The Vocabulary of AI

It’s all A and no I.    All intelligence requires agency.  None of the machines we’ve built have agency in themselves.  Yet these are very useful tools, just as woodworking, machine tools, hydraulics, and electric motors greatly extend what our physical bodies can accomplish. 

What we term “AI” can be grouped into algorithms and machine learning.

Algorithms are created by individuals who have agency.  “IF this then that,” and “do this next” programming.  The intelligence is in the individual, who can reasonably explain the why and the how of the algorithm.  Millions of us receive customized email messages from Amazon which recommend products based on our previous searches.  These are created by algorithms and software written by intelligent individuals.  Glenn Brooke gets recommendations on an odd collection of old books, new business books, backpacking gear, laundry soap, and dog poop bags.  

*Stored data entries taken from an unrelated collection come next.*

//! Status command

use crate::app::StatusArgs;
use anyhow::Result;
use std::sync::Arc;
use wayfinder_core::{
    Config, DocumentIndex, HttpVectorStore, LlmClient, MemoryStore, OpenAiClient, VectorStore,
};

pub async fn run(args: StatusArgs, config: &Config) -> Result<()> {
    let client: Arc<dyn LlmClient> = Arc::new(OpenAiClient::new(config.llm.clone())?);

    let store: Arc<dyn VectorStore> = match &config.index.vector_store_url {
        Some(url) => Arc::new(HttpVectorStore::new(
            url.clone(),
            config.index.collection.clone(),
        )?),
        None => Arc::new(MemoryStore::new()),
    };

    let index =
        DocumentIndex::build(&args.document, client, store, config.index.top_k).await?;

    println!("Document:        {}", args.document.display());
    println!("Passages:        {}", index.passage_count().await?);
    println!();
    println!("Embedding model: {}", config.llm.embedding_model);
    println!("Chat model:      {}", config.llm.chat_model);
    println!("Vector store:    {}", config.index.vector_store_url.as_deref().unwrap_or("in-memory"));
    println!("Collection:      {}", config.index.collection);
    println!("Top-k:           {}", config.index.top_k);

    Ok(())
}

Machine learning is a relatively new kind of tool.  Intelligent people create a training data set and a decision model to make predictions or decisions without being explicitly programmed to do so.  During the training phase there is a feedback loop so that over time the model gets better at making predictions.  There are some similarities to the way we think neurons in our brain work, but machine learning make progress in a different way than human thinking (which is partly why it’s a valuable tool).  A machine learning system cannot explain how it arrives at a prediction, but the predictions are useful.

There are many different applications for machine learning.  Most are quite specific to a business or research process.  Famous examples are the machine learning models that play Go and Chess better than any human or earlier software program.  Alpha-Go, for example, was trained by giving the model tens of thousands of games of Go, then played against itself.  Alpha-Go plays quite differently than any human Go master.  Alpha-Go can’t play backgammon or checkers or Monopoly — but the underlying machine learning technology could be pointed to new training data sets to create a world-class players in those games.  Another powerful example of machine learning is DeepMind’s system to predict 350,000 protein structures – a real leap forward for medical treatments.

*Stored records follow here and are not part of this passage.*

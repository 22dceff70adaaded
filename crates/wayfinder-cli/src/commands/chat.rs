//! Interactive chat session

use crate::app::ChatArgs;
use anyhow::Result;
use std::io::{BufRead, Write};
use wayfinder_core::{Config, Pipeline};

struct Turn {
    role: &'static str,
    content: String,
}

pub async fn run(args: ChatArgs, config: &Config) -> Result<()> {
    println!("Indexing {} ...", args.document.display());
    let pipeline = Pipeline::from_config(config, &args.document).await?;
    println!(
        "Ready ({} passages). Ask about weather or the document; :history shows the session, :quit exits.",
        pipeline.index().passage_count().await?
    );

    let mut transcript: Vec<Turn> = Vec::new();
    let stdin = std::io::stdin();
    let mut lines = stdin.lock().lines();

    loop {
        print!("you> ");
        std::io::stdout().flush()?;

        let Some(line) = lines.next() else {
            break;
        };
        let query = line?.trim().to_string();

        if query.is_empty() {
            continue;
        }
        match query.as_str() {
            ":quit" | ":exit" => break,
            ":history" => {
                for turn in &transcript {
                    println!("{}: {}", turn.role, turn.content);
                }
                continue;
            }
            _ => {}
        }

        match pipeline.answer(&query).await {
            Ok(exchange) => {
                println!("{}", exchange.response);
                super::print_route_caption(exchange.route);

                transcript.push(Turn {
                    role: "you",
                    content: exchange.query,
                });
                transcript.push(Turn {
                    role: "assistant",
                    content: exchange.response,
                });
            }
            Err(e) => {
                eprintln!("Error: {:#}", e);
            }
        }
    }

    Ok(())
}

The ability to make better predictions or decisions from messy, complex data is a powerful asset.  The key thing to recognize about machine learning is that no one can really explain in detail how the prediction was made, and the machine learning tool is not self-aware of why it has been optimized a certain way.  Intelligence is still required to decide what to do with the prediction that machine learning made.  

There is no universal “AI.”  Algorithms and machine learning models are exquisitely built to accomplish tailored tasks.  You can combine many of them into systems which appear to act intelligently, but all the intelligence is in the creators.  The idea that a new intelligence will spontaneously develop when we connect a sufficiently large amount of computational power is simply false. Intelligence requires inference and leaps of connections which are impossible in today’s 0 and 1 binary coding systems. Everything that “appears” intelligent is a function of human designs. Scientists and philosophers have at best working definitions of alive, intelligence, and consciousness which are far short of being able to engineer these things.

Remember: We shape our tools, and our tools shape us.  He who shapes the vocabulary shapes understanding.